# Definitive guide to FAMP installation



## balanga (Aug 29, 2014)

There seem to be numerous guides to getting a FAMP server up and running, yet they all seem to have various differences, maybe related to differing versions, maybe something else. Most are on someone's personal blog or somesuch and likely not maintained. It would be nice to have a section in the Handbook which showed how to do this.
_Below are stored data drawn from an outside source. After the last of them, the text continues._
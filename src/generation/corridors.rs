//! # Corridor Planning
//!
//! Two-pass corridor topology over a rasterized grid.
//!
//! Pass one links the core rooms of the partition tree into a primary spine.
//! Pass two gives every room that the spine does not already reach a
//! secondary corridor to the nearest spine tile. Both passes route with
//! weighted A*, so corridors carved earlier are cheap for later searches and
//! branches tend to merge into the existing network instead of running
//! parallel to it.

use super::{Corridor, CorridorConfig, CorridorKind, Room};
use crate::utils::{densify, smooth, Pathfinder, SpatialHash, TraversalCost};
use crate::world::{Grid, Position, TileState};
use log::{debug, trace, warn};
use std::collections::{BTreeMap, BTreeSet};

/// Bucket size of the spine tile index.
const SPINE_INDEX_CELL: u32 = 8;

/// Room id per cell, for rooms that never overlap.
#[derive(Debug, Clone)]
struct RoomIndex {
    width: u32,
    cells: Vec<Option<u32>>,
}

impl RoomIndex {
    fn new(grid: &Grid, rooms: &[Room]) -> Self {
        let mut cells = vec![None; grid.len()];
        for room in rooms {
            for pos in room.rect().positions() {
                if let Some(index) = grid.index_of(pos) {
                    cells[index] = Some(room.id());
                }
            }
        }
        Self {
            width: grid.width(),
            cells,
        }
    }

    fn room_at(&self, pos: Position) -> Option<u32> {
        if pos.x < 0 || pos.y < 0 || pos.x >= self.width as i32 {
            return None;
        }
        let index = pos.y as usize * self.width as usize + pos.x as usize;
        self.cells.get(index).copied().flatten()
    }

    /// Rooms whose floor contains `pos` or shares an edge with it.
    fn rooms_touching(&self, pos: Position) -> impl Iterator<Item = u32> + '_ {
        std::iter::once(pos)
            .chain(pos.cardinal_adjacent_positions())
            .filter_map(|cell| self.room_at(cell))
    }
}

/// Routes and carves corridors for one layout.
///
/// The planner owns the corridor list and a spatial index of spine tiles
/// while it runs; the grid and rooms are borrowed from the caller.
pub struct CorridorPlanner<'a> {
    grid: &'a mut Grid,
    rooms: &'a [Room],
    cost: &'a dyn TraversalCost,
    config: &'a CorridorConfig,
    room_index: RoomIndex,
    corridors: Vec<Corridor>,
    spine: Vec<u32>,
    spine_tiles: SpatialHash<u32>,
}

impl<'a> CorridorPlanner<'a> {
    /// Creates a planner. Rooms must already be rasterized into `grid`.
    pub fn new(
        grid: &'a mut Grid,
        rooms: &'a [Room],
        cost: &'a dyn TraversalCost,
        config: &'a CorridorConfig,
    ) -> Self {
        let room_index = RoomIndex::new(grid, rooms);
        Self {
            grid,
            rooms,
            cost,
            config,
            room_index,
            corridors: Vec::new(),
            spine: Vec::new(),
            spine_tiles: SpatialHash::new(SPINE_INDEX_CELL),
        }
    }

    pub fn corridors(&self) -> &[Corridor] {
        &self.corridors
    }

    pub fn into_corridors(self) -> Vec<Corridor> {
        self.corridors
    }

    fn room(&self, id: u32) -> Option<&'a Room> {
        let rooms: &'a [Room] = self.rooms;
        rooms.get(id as usize).filter(|room| room.id() == id)
    }

    /// Pass one: links consecutive core rooms with primary corridors.
    ///
    /// A link whose search fails is logged and skipped; the remaining links
    /// are still attempted. Returns the number of corridors carved.
    pub fn carve_spine(&mut self, core_rooms: &[u32]) -> usize {
        self.spine = core_rooms.to_vec();
        let mut carved = 0;

        for pair in core_rooms.windows(2) {
            let (from, to) = (pair[0], pair[1]);
            match self.connect_rooms(from, to, CorridorKind::Primary) {
                Some(_) => carved += 1,
                None => warn!("No primary route between rooms {from} and {to}"),
            }
        }

        debug!(
            "Spine links {} core rooms with {carved} corridors",
            core_rooms.len()
        );
        carved
    }

    /// Routes a corridor between the centers of two rooms and carves it.
    ///
    /// Returns the new corridor id, or `None` if either room is unknown or
    /// no path exists.
    pub fn connect_rooms(&mut self, from: u32, to: u32, kind: CorridorKind) -> Option<u32> {
        let start = self.room(from)?.center();
        let goal = self.room(to)?.center();
        let path = self.route(start, goal)?;
        Some(self.commit(from, to, path, kind))
    }

    /// Rooms linked to the spine by the corridors carved so far.
    ///
    /// Before any primary corridor exists, the first core room alone counts
    /// as the spine.
    pub fn connected_rooms(&self) -> BTreeSet<u32> {
        let mut connected: BTreeSet<u32> = self
            .corridors
            .iter()
            .flat_map(Corridor::linked_rooms)
            .collect();
        if connected.is_empty() {
            connected.extend(self.spine.first().copied());
        }
        connected
    }

    /// Pass two: branches every room the network does not reach yet onto
    /// the nearest spine tile.
    ///
    /// Rooms are visited in id order. A branch starts at the room's preferred
    /// doorway when one is given and usable, otherwise at the room center. Up to `branch_candidates` nearest spine tiles
    /// are tried before the room is given up on. Returns the number of
    /// corridors carved.
    pub fn carve_branches(&mut self, doorways: &BTreeMap<u32, Position>) -> usize {
        let mut connected = self.connected_rooms();
        let mut carved = 0;

        for room in self.rooms {
            if connected.contains(&room.id()) {
                continue;
            }

            let origin = self.branch_origin(room, doorways.get(&room.id()).copied());
            let Some((path, target_room)) = self.route_to_spine(origin) else {
                warn!("Room {} could not be joined to the spine", room.id());
                continue;
            };

            let id = self.commit(room.id(), target_room, path, CorridorKind::Secondary);
            connected.extend(self.corridors[id as usize].linked_rooms());
            carved += 1;
        }

        debug!("Branched {carved} rooms onto the spine");
        carved
    }

    fn branch_origin(&self, room: &Room, doorway: Option<Position>) -> Position {
        let Some(doorway) = doorway else {
            return room.center();
        };
        let on_edge = room.contains(doorway)
            || doorway
                .cardinal_adjacent_positions()
                .into_iter()
                .any(|pos| room.contains(pos));
        if on_edge && self.grid.get(doorway).is_walkable() {
            return doorway;
        }
        warn!("Ignoring doorway {doorway:?} for room {}: not on the room edge", room.id());
        room.center()
    }

    /// Finds a path from `origin` to the spine and the room the branch
    /// should be attributed to.
    fn route_to_spine(&self, origin: Position) -> Option<(Vec<Position>, u32)> {
        if self.spine_tiles.is_empty() {
            // Spine is a single room: aim for its center
            let core = self.room(*self.spine.first()?)?;
            return self.route(origin, core.center()).map(|path| (path, core.id()));
        }

        let candidates = self
            .spine_tiles
            .nearest(origin, self.config.branch_candidates as usize);
        for (target, corridor_id) in candidates {
            if let Some(path) = self.route(origin, target) {
                // Credit the room the target lies in, else the corridor's origin
                let owner = self
                    .room_index
                    .room_at(target)
                    .unwrap_or(self.corridors[corridor_id as usize].from);
                trace!("Branch from {origin:?} meets corridor {corridor_id} at {target:?}");
                return Some((path, owner));
            }
        }
        None
    }

    /// Runs A* and, when enabled, straightens the result.
    fn route(&self, start: Position, goal: Position) -> Option<Vec<Position>> {
        let raw = Pathfinder::new(self.grid, self.cost).find_path(start, goal)?;
        if !self.config.smooth_paths {
            return Some(raw);
        }
        let waypoints = smooth(&raw, self.grid);
        trace!(
            "Smoothed {} raw cells to {} waypoints",
            raw.len(),
            waypoints.len()
        );
        Some(densify(&waypoints))
    }

    fn commit(&mut self, from: u32, to: u32, path: Vec<Position>, kind: CorridorKind) -> u32 {
        let id = self.corridors.len() as u32;
        let (width, tile) = match kind {
            CorridorKind::Primary => (self.config.primary_width, TileState::PrimaryCorridor),
            CorridorKind::Secondary => (self.config.secondary_width, TileState::SecondaryCorridor),
        };

        self.stamp(&path, width, tile);
        if kind == CorridorKind::Primary {
            for &cell in &path {
                self.spine_tiles.insert(cell, id);
            }
        }

        let served_rooms: BTreeSet<u32> = path
            .iter()
            .flat_map(|&cell| self.room_index.rooms_touching(cell))
            .filter(|&room| room != from && room != to)
            .collect();

        trace!(
            "Corridor {id} ({kind:?}) {from} -> {to}: {} cells, serves {served_rooms:?}",
            path.len()
        );
        self.corridors.push(Corridor {
            id,
            from,
            to,
            path,
            width,
            kind,
            served_rooms: served_rooms.into_iter().collect(),
        });
        id
    }

    /// Paints a `width`-square brush along `path`.
    ///
    /// Only empty tiles are claimed: room floors stay floors and branch
    /// corridors never overwrite the spine.
    fn stamp(&mut self, path: &[Position], width: u32, tile: TileState) {
        let low = -((width as i32 - 1) / 2);
        let high = low + width as i32 - 1;
        for &cell in path {
            for dy in low..=high {
                for dx in low..=high {
                    let pos = Position::new(cell.x + dx, cell.y + dy);
                    if self.grid.get(pos) == TileState::Empty {
                        self.grid.set(pos, tile);
                    }
                }
            }
        }
    }
}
This section on Apache http://www.freebsd.org/doc/handbook/network-apache.html looks useful but there is no mention of suppressing 
	
	



```
'../sbin/httpd -D NOHTTPACCEPT'
```
 in the error log, as mentioned here https://forums.freebsd.org/viewtopic.php?f=43&t=47803#p267032, but I don't know if that is important.

A post in the PC-BSD forum http://forums.pcbsd.org/showthread.php?t=21230 seems to be something like what I'd like to see in the Handbook, but ideally it would be great to be able to do something like 'pkg install FAMP'


----------



## usdmatt (Aug 29, 2014)

I'd say there are many versions of the install procedure, with slight differences, because there are a lot of ways you can configure and install Apache. There's also different ways of installing PHP and of configuring Apache & PHP to talk to each other. Everyone has different ideas/requirements on which is the best way. 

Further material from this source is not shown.